Assignment: Report every line below that has the string "None" in it.

Provided material section start

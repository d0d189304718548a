mod continuation;

pub use continuation::{
    next_playback_index, AdvanceReason, NextPlayback, PlaybackCursor, PlaybackMode, PlaybackStep,
};
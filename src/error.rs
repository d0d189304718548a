use rusqlite::ErrorCode;
use std::sync::{Mutex, MutexGuard};
use thiserror::Error;

/// Errors surfaced by the content, schedule and library layers.
#[derive(Debug, Error, Clone, PartialEq, Eq)]
pub enum PlayError {
    #[error("Not found: {0}")]
    NotFound(String),

    #[error("Invalid input: {0}")]
    InvalidInput(String),

    /// A uniqueness or reference constraint rejected the write.
    #[error("Conflict: {0}")]
    Conflict(String),

    /// An upload exceeded the configured size limit.
    #[error("Too large: {0}")]
    TooLarge(String),

    #[error("Storage unavailable: {0}")]
    Unavailable(String),
}

pub type PlayResult<T> = std::result::Result<T, PlayError>;

impl From<rusqlite::Error> for PlayError {
    fn from(err: rusqlite::Error) -> Self {
        match &err {
            rusqlite::Error::QueryReturnedNoRows => PlayError::NotFound(err.to_string()),
            rusqlite::Error::SqliteFailure(e, msg) if e.code == ErrorCode::ConstraintViolation => {
                let msg = msg.clone().unwrap_or_else(|| err.to_string());
                if msg.contains("FOREIGN KEY") {
                    PlayError::NotFound(msg)
                } else {
                    PlayError::Conflict(msg)
                }
            }
            _ => PlayError::Unavailable(err.to_string()),
        }
    }
}

impl From<std::io::Error> for PlayError {
    fn from(err: std::io::Error) -> Self {
        match err.kind() {
            std::io::ErrorKind::NotFound => PlayError::NotFound(err.to_string()),
            _ => PlayError::Unavailable(err.to_string()),
        }
    }
}

/// Locks `mutex`, turning a poisoned lock into [`PlayError::Unavailable`].
pub fn lock<T>(mutex: &Mutex<T>) -> PlayResult<MutexGuard<'_, T>> {
    mutex
        .lock()
        .map_err(|_| PlayError::Unavailable("connection lock poisoned".to_string()))
}

#[cfg(test)]
mod tests {
    use super::*;
    use rusqlite::Connection;

    fn conn() -> Connection {
        let conn = Connection::open_in_memory().unwrap();
        conn.execute_batch(
            "PRAGMA foreign_keys = ON;
             CREATE TABLE parent (id INTEGER PRIMARY KEY, name TEXT UNIQUE);
             CREATE TABLE child (id INTEGER PRIMARY KEY, parent_id INTEGER NOT NULL REFERENCES parent(id));
             INSERT INTO parent (id, name) VALUES (1, 'a');",
        )
        .unwrap();
        conn
    }

    #[test]
    fn unique_violation_maps_to_conflict() {
        let err = conn()
            .execute("INSERT INTO parent (name) VALUES ('a')", [])
            .unwrap_err();
        assert!(matches!(PlayError::from(err), PlayError::Conflict(_)));
    }

    #[test]
    fn foreign_key_violation_maps_to_not_found() {
        let err = conn()
            .execute("INSERT INTO child (parent_id) VALUES (42)", [])
            .unwrap_err();
        assert!(matches!(PlayError::from(err), PlayError::NotFound(_)));
    }

    #[test]
    fn missing_row_maps_to_not_found() {
        let err = conn()
            .query_row("SELECT id FROM parent WHERE id = 99", [], |r| r.get::<_, i64>(0))
            .unwrap_err();
        assert!(matches!(PlayError::from(err), PlayError::NotFound(_)));
    }

    #[test]
    fn poisoned_lock_is_unavailable() {
        let mutex = std::sync::Arc::new(Mutex::new(0));
        let cloned = mutex.clone();
        let _ = std::thread::spawn(move || {
            let _guard = cloned.lock().unwrap();
            panic!("poison");
        })
        .join();
        assert!(matches!(lock(&mutex), Err(PlayError::Unavailable(_))));
    }
}
use crate::error::PlayError;
use base64::{engine::general_purpose::STANDARD as BASE64, Engine};
use std::path::{Path, PathBuf};
use std::time::{SystemTime, UNIX_EPOCH};
use thiserror::Error;
use tokio::fs;
use tokio::io::AsyncWriteExt;
use tracing::{debug, warn};

/// Errors that can occur while storing or locating media blobs.
#[derive(Debug, Error)]
pub enum MediaError {
    #[error("IO error: {0}")]
    Io(#[from] std::io::Error),

    #[error("Invalid filename: {0}")]
    InvalidFilename(String),

    #[error("Unsupported file type: {0}")]
    UnsupportedFileType(String),

    #[error("File too large: {0} bytes (max: {1})")]
    FileTooLarge(u64, u64),

    #[error("Invalid thumbnail: {0}")]
    InvalidThumbnail(String),
}

impl From<MediaError> for PlayError {
    fn from(err: MediaError) -> Self {
        match err {
            MediaError::Io(e) => PlayError::from(e),
            too_large @ MediaError::FileTooLarge(..) => PlayError::TooLarge(too_large.to_string()),
            other => PlayError::InvalidInput(other.to_string()),
        }
    }
}

/// Video MIME types accepted on upload.
pub const ALLOWED_VIDEO_TYPES: &[&str] = &[
    "video/mp4",
    "video/webm",
    "video/ogg",
    "video/quicktime",
    "video/x-msvideo",
];

const VIDEOS_DIR: &str = "videos";
const THUMBNAILS_DIR: &str = "thumbnails";

/// A video blob written to disk.
#[derive(Debug, Clone, PartialEq, Eq)]
pub struct StoredBlob {
    pub filename: String,
    pub mime_type: String,
    pub size: u64,
}

/// Filesystem store for video and thumbnail bytes, keyed by generated filename.
pub struct BlobStore {
    root: PathBuf,
    max_video_size: u64,
}

impl BlobStore {
    pub fn new(root: impl Into<PathBuf>, max_video_size: u64) -> Self {
        Self {
            root: root.into(),
            max_video_size,
        }
    }

    /// Creates the blob directories.
    pub async fn init(&self) -> Result<(), MediaError> {
        fs::create_dir_all(self.root.join(VIDEOS_DIR)).await?;
        fs::create_dir_all(self.root.join(THUMBNAILS_DIR)).await?;
        Ok(())
    }

    pub fn video_path(&self, filename: &str) -> Result<PathBuf, MediaError> {
        Ok(self.root.join(VIDEOS_DIR).join(stored_name(filename)?))
    }

    pub fn thumbnail_path(&self, filename: &str) -> Result<PathBuf, MediaError> {
        Ok(self.root.join(THUMBNAILS_DIR).join(stored_name(filename)?))
    }

    /// Validates and writes an uploaded video under a fresh unique name.
    pub async fn save_video(
        &self,
        original_filename: &str,
        declared_type: Option<&str>,
        data: &[u8],
    ) -> Result<StoredBlob, MediaError> {
        let size = data.len() as u64;
        if size > self.max_video_size {
            return Err(MediaError::FileTooLarge(size, self.max_video_size));
        }
        if data.is_empty() {
            return Err(MediaError::UnsupportedFileType("empty file".to_string()));
        }
        let mime_type = check_video_type(declared_type, data)?;

        let filename = format!(
            "{}_{}_{}",
            unix_now(),
            uuid::Uuid::new_v4().simple(),
            sanitize_filename(original_filename)?
        );
        let path = self.video_path(&filename)?;
        write_file(&path, data).await?;
        debug!("Stored video {} ({} bytes)", filename, size);

        Ok(StoredBlob {
            filename,
            mime_type,
            size,
        })
    }

    /// Decodes a base64 image (plain or `data:` URL) and stores it as the
    /// thumbnail of `video_id`. Returns the generated filename.
    pub async fn save_thumbnail(&self, video_id: i64, encoded: &str) -> Result<String, MediaError> {
        let data = decode_thumbnail(encoded)?;
        let filename = format!("thumb_{}_{}.jpg", video_id, unix_now_millis());
        let path = self.thumbnail_path(&filename)?;
        write_file(&path, &data).await?;
        debug!("Stored thumbnail {} ({} bytes)", filename, data.len());
        Ok(filename)
    }

    pub async fn delete_video(&self, filename: &str) -> Result<(), MediaError> {
        remove_if_exists(&self.video_path(filename)?).await
    }

    pub async fn delete_thumbnail(&self, filename: &str) -> Result<(), MediaError> {
        remove_if_exists(&self.thumbnail_path(filename)?).await
    }
}

async fn write_file(path: &Path, data: &[u8]) -> Result<(), MediaError> {
    let mut file = fs::File::create(path).await?;
    file.write_all(data).await?;
    file.flush().await?;
    Ok(())
}

async fn remove_if_exists(path: &Path) -> Result<(), MediaError> {
    match fs::remove_file(path).await {
        Ok(()) => Ok(()),
        Err(e) if e.kind() == std::io::ErrorKind::NotFound => {
            warn!("Blob {:?} already gone", path);
            Ok(())
        }
        Err(e) => Err(e.into()),
    }
}

fn unix_now() -> u64 {
    SystemTime::now()
        .duration_since(UNIX_EPOCH)
        .map(|d| d.as_secs())
        .unwrap_or(0)
}

fn unix_now_millis() -> u128 {
    SystemTime::now()
        .duration_since(UNIX_EPOCH)
        .map(|d| d.as_millis())
        .unwrap_or(0)
}

/// The declared type must be an allowed video type. When the sniffer
/// recognises the bytes they must look like a video too (Ogg video is
/// reported as an Ogg audio container).
fn check_video_type(declared: Option<&str>, data: &[u8]) -> Result<String, MediaError> {
    let sniffed = infer::get(data).map(|kind| kind.mime_type());
    let declared = match declared {
        Some("application/octet-stream") | None => sniffed,
        other => other,
    };
    let Some(declared) = declared else {
        return Err(MediaError::UnsupportedFileType("unknown".to_string()));
    };
    if !ALLOWED_VIDEO_TYPES.contains(&declared) {
        return Err(MediaError::UnsupportedFileType(declared.to_string()));
    }
    match sniffed {
        Some(actual) if !actual.starts_with("video/") && actual != "audio/ogg" => Err(
            MediaError::UnsupportedFileType(format!("{} (declared {})", actual, declared)),
        ),
        _ => Ok(declared.to_string()),
    }
}

fn decode_thumbnail(encoded: &str) -> Result<Vec<u8>, MediaError> {
    let payload = match encoded.split_once(";base64,") {
        Some((prefix, payload)) if prefix.starts_with("data:image/") => payload,
        Some((prefix, _)) => {
            return Err(MediaError::InvalidThumbnail(format!(
                "unexpected data url prefix '{}'",
                prefix
            )))
        }
        None => encoded,
    };
    let data = BASE64
        .decode(payload.trim())
        .map_err(|e| MediaError::InvalidThumbnail(e.to_string()))?;
    if data.is_empty() {
        return Err(MediaError::InvalidThumbnail("empty image".to_string()));
    }
    if let Some(kind) = infer::get(&data) {
        if kind.matcher_type() != infer::MatcherType::Image {
            return Err(MediaError::InvalidThumbnail(format!(
                "not an image: {}",
                kind.mime_type()
            )));
        }
    }
    Ok(data)
}

/// Reduces an uploaded filename to a safe single path component.
fn sanitize_filename(filename: &str) -> Result<String, MediaError> {
    let name = Path::new(filename)
        .file_name()
        .and_then(|n| n.to_str())
        .ok_or_else(|| MediaError::InvalidFilename(filename.to_string()))?;

    if name.contains('\0') || name.starts_with('.') {
        return Err(MediaError::InvalidFilename(filename.to_string()));
    }

    let sanitized: String = name
        .chars()
        .map(|c| match c {
            'a'..='z' | 'A'..='Z' | '0'..='9' | '.' | '-' | '_' => c,
            _ => '_',
        })
        .collect();

    if sanitized.is_empty() {
        return Err(MediaError::InvalidFilename(filename.to_string()));
    }
    Ok(sanitized)
}

/// Stored names are generated by us, anything with a path in it is rejected.
fn stored_name(filename: &str) -> Result<&str, MediaError> {
    if filename.is_empty()
        || filename.starts_with('.')
        || filename.contains(['/', '\\', '\0'])
    {
        return Err(MediaError::InvalidFilename(filename.to_string()));
    }
    Ok(filename)
}
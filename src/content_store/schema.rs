//! SQLite schema definitions for the content database.
//!
//! Users live in the user database, so `user_id` columns here are plain
//! integers without a foreign key.

use crate::sqlite_column;
use crate::sqlite_persistence::{
    Column, ForeignKey, ForeignKeyOnChange, SqlType, Table, VersionedSchema, DEFAULT_TIMESTAMP,
};
use rusqlite::Connection;

// =============================================================================
// Version 0 - Videos, playlists, memberships and weekly schedules
// =============================================================================

const VIDEO_TABLE_V_0: Table = Table {
    name: "video",
    columns: &[
        sqlite_column!("id", &SqlType::Integer, is_primary_key = true),
        sqlite_column!("user_id", &SqlType::Integer, non_null = true),
        sqlite_column!("filename", &SqlType::Text, non_null = true, is_unique = true),
        sqlite_column!("original_filename", &SqlType::Text, non_null = true),
        sqlite_column!("file_size", &SqlType::Integer, non_null = true),
        sqlite_column!("mime_type", &SqlType::Text),
        sqlite_column!("duration", &SqlType::Real),
        sqlite_column!(
            "created",
            &SqlType::Integer,
            non_null = true,
            default_value = Some(DEFAULT_TIMESTAMP)
        ),
    ],
    indices: &[("idx_video_user_id", "user_id")],
    unique_constraints: &[],
};

const PLAYLIST_TABLE_V_0: Table = Table {
    name: "playlist",
    columns: &[
        sqlite_column!("id", &SqlType::Integer, is_primary_key = true),
        sqlite_column!("user_id", &SqlType::Integer, non_null = true),
        sqlite_column!("name", &SqlType::Text, non_null = true),
        sqlite_column!("description", &SqlType::Text),
        sqlite_column!(
            "created",
            &SqlType::Integer,
            non_null = true,
            default_value = Some(DEFAULT_TIMESTAMP)
        ),
        sqlite_column!(
            "updated",
            &SqlType::Integer,
            non_null = true,
            default_value = Some(DEFAULT_TIMESTAMP)
        ),
    ],
    indices: &[("idx_playlist_user_id", "user_id")],
    unique_constraints: &[],
};

/// Ordered playlist entries. Positions are dense per playlist but not unique
/// at the SQL level, the renumbering pass keeps them consistent.
const PLAYLIST_VIDEO_TABLE_V_0: Table = Table {
    name: "playlist_video",
    columns: &[
        sqlite_column!("id", &SqlType::Integer, is_primary_key = true),
        sqlite_column!(
            "playlist_id",
            &SqlType::Integer,
            non_null = true,
            foreign_key = Some(&ForeignKey {
                foreign_table: "playlist",
                foreign_column: "id",
                on_delete: ForeignKeyOnChange::Cascade,
            })
        ),
        sqlite_column!(
            "video_id",
            &SqlType::Integer,
            non_null = true,
            foreign_key = Some(&ForeignKey {
                foreign_table: "video",
                foreign_column: "id",
                on_delete: ForeignKeyOnChange::Restrict,
            })
        ),
        sqlite_column!("position", &SqlType::Integer, non_null = true),
        sqlite_column!(
            "added",
            &SqlType::Integer,
            non_null = true,
            default_value = Some(DEFAULT_TIMESTAMP)
        ),
    ],
    indices: &[
        ("idx_playlist_video_position", "playlist_id, position"),
        ("idx_playlist_video_video_id", "video_id"),
    ],
    unique_constraints: &[],
};

const SLOT_PLAYLIST_FK: ForeignKey = ForeignKey {
    foreign_table: "playlist",
    foreign_column: "id",
    on_delete: ForeignKeyOnChange::SetNull,
};

const WEEKLY_SCHEDULE_TABLE_V_0: Table = Table {
    name: "weekly_schedule",
    columns: &[
        sqlite_column!("id", &SqlType::Integer, is_primary_key = true),
        sqlite_column!("user_id", &SqlType::Integer, non_null = true),
        sqlite_column!(
            "loop_playlist",
            &SqlType::Integer,
            non_null = true,
            default_value = Some("0")
        ),
        sqlite_column!(
            "monday_playlist_id",
            &SqlType::Integer,
            foreign_key = Some(&SLOT_PLAYLIST_FK)
        ),
        sqlite_column!(
            "tuesday_playlist_id",
            &SqlType::Integer,
            foreign_key = Some(&SLOT_PLAYLIST_FK)
        ),
        sqlite_column!(
            "wednesday_playlist_id",
            &SqlType::Integer,
            foreign_key = Some(&SLOT_PLAYLIST_FK)
        ),
        sqlite_column!(
            "thursday_playlist_id",
            &SqlType::Integer,
            foreign_key = Some(&SLOT_PLAYLIST_FK)
        ),
        sqlite_column!(
            "friday_playlist_id",
            &SqlType::Integer,
            foreign_key = Some(&SLOT_PLAYLIST_FK)
        ),
        sqlite_column!(
            "saturday_playlist_id",
            &SqlType::Integer,
            foreign_key = Some(&SLOT_PLAYLIST_FK)
        ),
        sqlite_column!(
            "sunday_playlist_id",
            &SqlType::Integer,
            foreign_key = Some(&SLOT_PLAYLIST_FK)
        ),
        sqlite_column!(
            "created",
            &SqlType::Integer,
            non_null = true,
            default_value = Some(DEFAULT_TIMESTAMP)
        ),
        sqlite_column!(
            "updated",
            &SqlType::Integer,
            non_null = true,
            default_value = Some(DEFAULT_TIMESTAMP)
        ),
    ],
    indices: &[],
    unique_constraints: &[&["user_id"]],
};

// =============================================================================
// Version 1 - Video thumbnails
// =============================================================================

const VIDEO_TABLE_V_1: Table = Table {
    name: "video",
    columns: &[
        sqlite_column!("id", &SqlType::Integer, is_primary_key = true),
        sqlite_column!("user_id", &SqlType::Integer, non_null = true),
        sqlite_column!("filename", &SqlType::Text, non_null = true, is_unique = true),
        sqlite_column!("original_filename", &SqlType::Text, non_null = true),
        sqlite_column!("file_size", &SqlType::Integer, non_null = true),
        sqlite_column!("mime_type", &SqlType::Text),
        sqlite_column!("duration", &SqlType::Real),
        sqlite_column!(
            "created",
            &SqlType::Integer,
            non_null = true,
            default_value = Some(DEFAULT_TIMESTAMP)
        ),
        sqlite_column!("thumbnail", &SqlType::Text),
    ],
    indices: &[("idx_video_user_id", "user_id")],
    unique_constraints: &[],
};

pub const CONTENT_VERSIONED_SCHEMAS: &[VersionedSchema] = &[
    VersionedSchema {
        version: 0,
        tables: &[
            VIDEO_TABLE_V_0,
            PLAYLIST_TABLE_V_0,
            PLAYLIST_VIDEO_TABLE_V_0,
            WEEKLY_SCHEDULE_TABLE_V_0,
        ],
        migration: None,
    },
    VersionedSchema {
        version: 1,
        tables: &[
            VIDEO_TABLE_V_1,
            PLAYLIST_TABLE_V_0,
            PLAYLIST_VIDEO_TABLE_V_0,
            WEEKLY_SCHEDULE_TABLE_V_0,
        ],
        migration: Some(|conn: &Connection| {
            conn.execute("ALTER TABLE video ADD COLUMN thumbnail TEXT", [])?;
            Ok(())
        }),
    },
];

Provided material section end

Solution to the problem:
        Some("application/octet-stream") | None => sniffed,
        None => encoded,
        migration: None,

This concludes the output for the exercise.